The most common request?
"Please enhance this 92x92 .jpg logo x5-x10 its current size without lowering the quality of the logo."
My most common pushback?
"Sure. Get with their designer and get me the original file, be it .psd or .ai so that I can work with a larger resolution copy of the image. If they don't have the original file for their logo, you are asking for one of two things: 1) Recreate their logo or 2) The impossible. If (1) my answer is no. If (2) my answer is with modern technology, I can't."
I've also been asked to uncrop photos. Not as in "restore a backup from before we saved over it with a cropped version" but literally uncrop a photo.
I don't necessarily blame these people or get angry with them. I blame CSI and other investigative shows where they "enhance" a blurry photo to 4k crystal-clear resolution and read the reflection off of a button of a guys' jeans to read the licence plate of his car. They've been told this shit is possible by TV shows that use just-enough real tech to make the fake tech seem real to people outside of the loop.
The crazy thing is that the fake tech is also often actually real, but real in the sense that there's a recent academic paper where in certain specific conditions they were able to do what is being asked ask by using lots of math, domain knowledge, and custom programming, at a total cost of hundreds of thousands to millions of dollars when it's all done.
Does that help you in any way in a commercial setting? No, unless you are Google or Apple or the like and it's not a simple request but the basis of a new business division.
Are you talking about the paper where they replicate keys from the roof of a building across the street when the keys were on the floor some several hundred feet away from a photograph? :)

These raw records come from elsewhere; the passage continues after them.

use async_trait::async_trait;
use parking_lot::Mutex;
use shared_clients::{DatabaseAdapter, DatabaseAdapterError, Row, Value};
use std::collections::VecDeque;
use std::sync::Arc;

/// Installs the workspace subscriber so `RUST_LOG=debug cargo test` shows the
/// emitted SQL.
pub fn init_test_logging() {
    logging::init_logger();
}

enum Response {
    Rows(Vec<Row>),
    Error(DatabaseAdapterError),
    Hang,
}

#[derive(Default)]
struct State {
    statements: Vec<String>,
    responses: VecDeque<Response>,
}

/// In-memory transport. Records every statement it receives and replays
/// queued responses in order; with nothing queued, `execute` succeeds and
/// `query` returns no rows.
#[derive(Clone, Default)]
pub struct MockAdapter {
    state: Arc<Mutex<State>>,
}

impl MockAdapter {
    pub fn new() -> Self {
        Self::default()
    }

    /// Queues the rows returned by the next call.
    pub fn push_rows(&self, rows: Vec<Row>) -> &Self {
        self.state.lock().responses.push_back(Response::Rows(rows));
        self
    }

    /// Queues a transport failure for the next call.
    pub fn push_error(&self, err: DatabaseAdapterError) -> &Self {
        self.state.lock().responses.push_back(Response::Error(err));
        self
    }

    /// Makes the next call wait forever, for cancellation tests.
    pub fn push_hang(&self) -> &Self {
        self.state.lock().responses.push_back(Response::Hang);
        self
    }

    pub fn statements(&self) -> Vec<String> {
        self.state.lock().statements.clone()
    }

    pub fn last_statement(&self) -> Option<String> {
        self.state.lock().statements.last().cloned()
    }

    pub fn shared(&self) -> Arc<dyn DatabaseAdapter> {
        Arc::new(self.clone())
    }

    async fn respond(&self, sql: &str) -> Result<Vec<Row>, DatabaseAdapterError> {
        let next = {
            let mut state = self.state.lock();
            state.statements.push(sql.to_string());
            state.responses.pop_front()
        };
        match next {
            None => Ok(Vec::new()),
            Some(Response::Rows(rows)) => Ok(rows),
            Some(Response::Error(err)) => Err(err),
            Some(Response::Hang) => std::future::pending().await,
        }
    }
}

#[async_trait]
impl DatabaseAdapter for MockAdapter {
    async fn execute(&self, sql: &str) -> Result<(), DatabaseAdapterError> {
        self.respond(sql).await.map(|_| ())
    }

    async fn query(&self, sql: &str) -> Result<Vec<Row>, DatabaseAdapterError> {
        self.respond(sql).await
    }
}

/// Builds a row of text cells; `None` becomes `NULL`.
pub fn text_row(cells: &[(&str, Option<&str>)]) -> Row {
    cells
        .iter()
        .map(|(name, value)| {
            let value = match value {
                Some(text) => Value::Text(text.to_string()),
                None => Value::Null,
            };
            (name.to_string(), value)
        })
        .collect()
}

/// Same as [`text_row`] with every column `NULL`.
pub fn null_row(columns: &[&str]) -> Row {
    columns
        .iter()
        .map(|name| (name.to_string(), Value::Null))
        .collect()
}
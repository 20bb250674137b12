use once_cell::sync::OnceCell;
use tracing_subscriber::fmt;
use tracing_subscriber::prelude::*;
use tracing_subscriber::EnvFilter;

#[doc(hidden)]
pub use tracing as __tracing;

static INIT: OnceCell<()> = OnceCell::new();

/// Installs the global subscriber. `RUST_LOG` overrides the `info` default.
///
/// Safe to call more than once; only the first call installs anything, and a
/// subscriber installed elsewhere is left in place.
pub fn init_logger() {
    INIT.get_or_init(|| {
        let filter = EnvFilter::try_from_default_env().unwrap_or_else(|_| EnvFilter::new("info"));

        let _ = tracing_subscriber::registry()
            .with(
                fmt::layer()
                    .with_target(true)
                    .with_level(true)
                    .with_thread_names(true)
                    .with_line_number(false)
                    .with_file(false),
            )
            .with(filter)
            .try_init();
    });
}

/// Runs a block and logs how long it took at `debug` level.
///
/// ```
/// let rows = logging::timeit!("SHOW STAGES", { 1 + 1 });
/// assert_eq!(rows, 2);
/// ```
#[macro_export]
macro_rules! timeit {
    ($label:expr, $body:block) => {{
        let __started = ::std::time::Instant::now();
        let __result = $body;
        $crate::__tracing::debug!(
            elapsed_ms = __started.elapsed().as_millis() as u64,
            "{}",
            $label
        );
        __result
    }};
}

#[cfg(test)]
mod tests {
    #[test]
    fn init_is_idempotent() {
        super::init_logger();
        super::init_logger();
    }

    #[test]
    fn timeit_returns_block_value() {
        let value = crate::timeit!("answer", { 40 + 2 });
        assert_eq!(value, 42);
    }
}
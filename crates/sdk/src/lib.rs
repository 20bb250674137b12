//! Typed resource API over warehouse DDL.
//!
//! Each resource (stages, storage integrations, materialized views) exposes a
//! trait with the same operation set: create, alter, drop, show, show by id
//! and describe. Requests are lowered into `ddl_builder` option structs,
//! validated, rendered to one statement and sent through a
//! [`shared_clients::DatabaseAdapter`].
//!
//! ```ignore
//! let client = Client::new(adapter);
//! let cancel = CancellationToken::new();
//! let id = SchemaObjectIdentifier::new("DB", "SCH", "LANDING")?;
//! client
//!     .stages()
//!     .create_internal(&cancel, &CreateInternalStageRequest::new(id).with_comment("raw"))
//!     .await?;
//! ```

pub mod client;
pub mod error;
pub mod fragments;
pub mod materialized_views;
pub mod rows;
pub mod stages;
pub mod storage_integrations;

pub use client::Client;
pub use ddl_builder::{
    AccountObjectIdentifier, ColumnIdentifier, DatabaseObjectIdentifier, IdentifierError,
    ObjectIdentifier, SchemaObjectIdentifier,
};
pub use error::{ErrorKind, SdkError};
pub use fragments::{In, Like, TagAssociation};
pub use materialized_views::{MaterializedViews, MaterializedViewsApi};
pub use stages::{Stages, StagesApi};
pub use storage_integrations::{StorageIntegrations, StorageIntegrationsApi};
pub use tokio_util::sync::CancellationToken;
use super::options::*;
use crate::fragments::{In, Like, TagAssociation};
use ddl_builder::{AccountObjectIdentifier, SchemaObjectIdentifier, Static};

#[derive(Debug, Clone, PartialEq, Eq)]
pub struct CreateInternalStageRequest {
    pub name: SchemaObjectIdentifier,
    pub or_replace: Option<bool>,
    pub temporary: Option<bool>,
    pub if_not_exists: Option<bool>,
    pub encryption: Option<InternalStageEncryption>,
    pub directory: Option<InternalDirectoryTableOptions>,
    pub file_format: Option<StageFileFormat>,
    pub copy_options: Option<StageCopyOptions>,
    pub comment: Option<String>,
    pub tags: Vec<TagAssociation>,
}

impl CreateInternalStageRequest {
    pub fn new(name: SchemaObjectIdentifier) -> Self {
        Self {
            name,
            or_replace: None,
            temporary: None,
            if_not_exists: None,
            encryption: None,
            directory: None,
            file_format: None,
            copy_options: None,
            comment: None,
            tags: Vec::new(),
        }
    }

    pub fn with_or_replace(mut self, or_replace: bool) -> Self {
        self.or_replace = Some(or_replace);
        self
    }

    pub fn with_temporary(mut self, temporary: bool) -> Self {
        self.temporary = Some(temporary);
        self
    }

    pub fn with_if_not_exists(mut self, if_not_exists: bool) -> Self {
        self.if_not_exists = Some(if_not_exists);
        self
    }

    pub fn with_encryption(mut self, encryption_type: InternalStageEncryptionType) -> Self {
        self.encryption = Some(InternalStageEncryption { encryption_type });
        self
    }

    pub fn with_directory(mut self, enable: bool) -> Self {
        self.directory = Some(InternalDirectoryTableOptions {
            enable: Some(enable),
        });
        self
    }

    pub fn with_file_format(mut self, file_format: StageFileFormat) -> Self {
        self.file_format = Some(file_format);
        self
    }

    pub fn with_copy_options(mut self, copy_options: StageCopyOptions) -> Self {
        self.copy_options = Some(copy_options);
        self
    }

    pub fn with_comment(mut self, comment: impl Into<String>) -> Self {
        self.comment = Some(comment.into());
        self
    }

    pub fn with_tags(mut self, tags: Vec<TagAssociation>) -> Self {
        self.tags = tags;
        self
    }

    pub(crate) fn to_opts(&self) -> CreateInternalStageOptions {
        CreateInternalStageOptions {
            create: Static,
            or_replace: self.or_replace.unwrap_or_default(),
            temporary: self.temporary.unwrap_or_default(),
            stage: Static,
            if_not_exists: self.if_not_exists.unwrap_or_default(),
            name: self.name.clone(),
            encryption: self.encryption.clone(),
            directory: self.directory.clone(),
            file_format: self.file_format.clone(),
            copy_options: self.copy_options.clone(),
            comment: self.comment.clone(),
            tag: self.tags.clone(),
        }
    }
}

> I don't necessarily blame these people or get angry with them. I blame CSI and other investigative shows where they "enhance" a blurry photo to 4k crystal-clear resolution and read the reflection off of a button of a guys' jeans to read the licence plate of his car.
I wouldn't get angry with them, but I would certainly blame them for thinking something is possible which a small child should be able to tell is not. I would advise you avoid working with people who believe computers are literally magic, as your life will be much better.
>I wouldn't get angry with them, but I would certainly blame them for thinking something is possible which a small child should be able to tell is not.
Your domain experience is showing. ;) A small child doubtfully knows what pixels are, how computers represent data, how an image is actually displayed, and why you can make them smaller with minimal (meaningful) data loss but you cannot make them larger.
That part confuses lots of people. From children to adults to my grandparents.
Also photo restoration is black magic to some people - and a joy to my heart when I get the opportunity to restore a photo for someone.
Half of those are perfectly valid responses. "I don't have time" or "I don't know anyone who knows how" or "it is too expensive" - these aren't the passive-aggressive responses that you're implying.
Those aren't the responses, otherwise it would be fine, you would be accurately communicating the actual problem. Instead, those are the underlying reason for just saying "I can't do it" instead of being forthcoming.
if the requirement is just email, seems like it would be quite feasible to set something up so that the MTA on the administrative system tunnels the email to the MTA of something network-connected in a non-tcp/ip kind of way (PTP microwave/laser link, printer-carrier pigeon-scanner combo, ...) that just passes the message over while remaining air-gapped
Oh neat... so i just have to own the system by sending a bad attachment (containing the malware), and having exfiltration happen via mail attachments. Got it.
I've seen actual near-airgapped systems that communicate by fax as risk reduction. Email-to-fax gateways rendered attachments and such in the DMZ, then dialed into the secure side, the theory being that owning a T1 fax card over the PSTN is much harder than sending a malicious email.
I can see it now. You spend a month implementing a fancy, modern store-and-forward system that ticks all the boxes and provides an excellent blend of security and functionality. Then you get called into the big shot's office because he wants emails to go through in under ten seconds.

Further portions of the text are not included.